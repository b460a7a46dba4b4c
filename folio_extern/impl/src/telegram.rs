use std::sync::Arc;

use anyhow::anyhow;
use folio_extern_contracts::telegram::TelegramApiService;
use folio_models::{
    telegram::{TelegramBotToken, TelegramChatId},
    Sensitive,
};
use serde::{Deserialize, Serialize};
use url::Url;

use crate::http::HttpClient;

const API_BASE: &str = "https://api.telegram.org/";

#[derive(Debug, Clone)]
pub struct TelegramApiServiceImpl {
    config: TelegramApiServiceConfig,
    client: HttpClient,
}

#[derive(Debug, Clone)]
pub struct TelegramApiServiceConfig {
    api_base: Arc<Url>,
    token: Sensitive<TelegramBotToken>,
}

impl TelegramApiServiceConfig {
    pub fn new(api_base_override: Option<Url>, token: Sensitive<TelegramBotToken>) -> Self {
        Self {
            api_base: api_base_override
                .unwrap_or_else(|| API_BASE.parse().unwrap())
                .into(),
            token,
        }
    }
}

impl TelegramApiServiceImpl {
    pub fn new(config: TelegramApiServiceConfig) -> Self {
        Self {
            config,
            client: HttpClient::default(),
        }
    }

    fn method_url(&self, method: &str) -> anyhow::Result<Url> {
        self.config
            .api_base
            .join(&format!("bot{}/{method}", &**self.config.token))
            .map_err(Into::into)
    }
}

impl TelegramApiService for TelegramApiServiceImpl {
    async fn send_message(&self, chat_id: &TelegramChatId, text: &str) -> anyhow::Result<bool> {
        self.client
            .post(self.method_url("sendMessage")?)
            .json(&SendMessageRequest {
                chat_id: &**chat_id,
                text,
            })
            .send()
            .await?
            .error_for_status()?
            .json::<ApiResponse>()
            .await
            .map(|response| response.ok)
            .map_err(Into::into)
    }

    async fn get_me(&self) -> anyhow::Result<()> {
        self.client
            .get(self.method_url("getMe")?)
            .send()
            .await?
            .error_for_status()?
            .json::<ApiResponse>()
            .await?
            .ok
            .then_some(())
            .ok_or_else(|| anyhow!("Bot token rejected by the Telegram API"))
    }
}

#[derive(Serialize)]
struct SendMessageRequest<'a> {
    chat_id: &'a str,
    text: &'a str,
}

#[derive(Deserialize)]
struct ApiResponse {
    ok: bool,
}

==

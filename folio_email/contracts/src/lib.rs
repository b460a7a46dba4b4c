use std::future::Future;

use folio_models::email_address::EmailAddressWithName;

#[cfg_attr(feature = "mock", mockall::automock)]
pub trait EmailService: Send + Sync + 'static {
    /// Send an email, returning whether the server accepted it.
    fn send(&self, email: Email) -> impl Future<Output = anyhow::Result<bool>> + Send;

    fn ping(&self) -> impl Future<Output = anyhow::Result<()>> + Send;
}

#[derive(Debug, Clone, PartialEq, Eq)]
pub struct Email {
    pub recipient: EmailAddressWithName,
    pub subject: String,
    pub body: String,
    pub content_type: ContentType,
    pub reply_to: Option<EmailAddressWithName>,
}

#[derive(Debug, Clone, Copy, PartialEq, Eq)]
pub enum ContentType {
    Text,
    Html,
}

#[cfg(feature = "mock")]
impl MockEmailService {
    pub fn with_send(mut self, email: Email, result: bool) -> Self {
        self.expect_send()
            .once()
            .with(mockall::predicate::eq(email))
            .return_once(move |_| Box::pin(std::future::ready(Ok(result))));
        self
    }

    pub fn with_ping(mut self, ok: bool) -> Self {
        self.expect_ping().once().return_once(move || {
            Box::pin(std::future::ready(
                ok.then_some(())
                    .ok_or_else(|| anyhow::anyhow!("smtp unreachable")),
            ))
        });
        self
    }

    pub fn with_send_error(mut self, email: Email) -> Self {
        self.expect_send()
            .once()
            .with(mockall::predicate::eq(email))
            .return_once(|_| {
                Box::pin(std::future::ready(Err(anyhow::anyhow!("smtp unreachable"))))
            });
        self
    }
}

• Task goal: List all lines in the material containing the string "ready".

• Task answer:
            .return_once(move |_| Box::pin(std::future::ready(Ok(result))));
            Box::pin(std::future::ready(
                Box::pin(std::future::ready(Err(anyhow::anyhow!("smtp unreachable"))))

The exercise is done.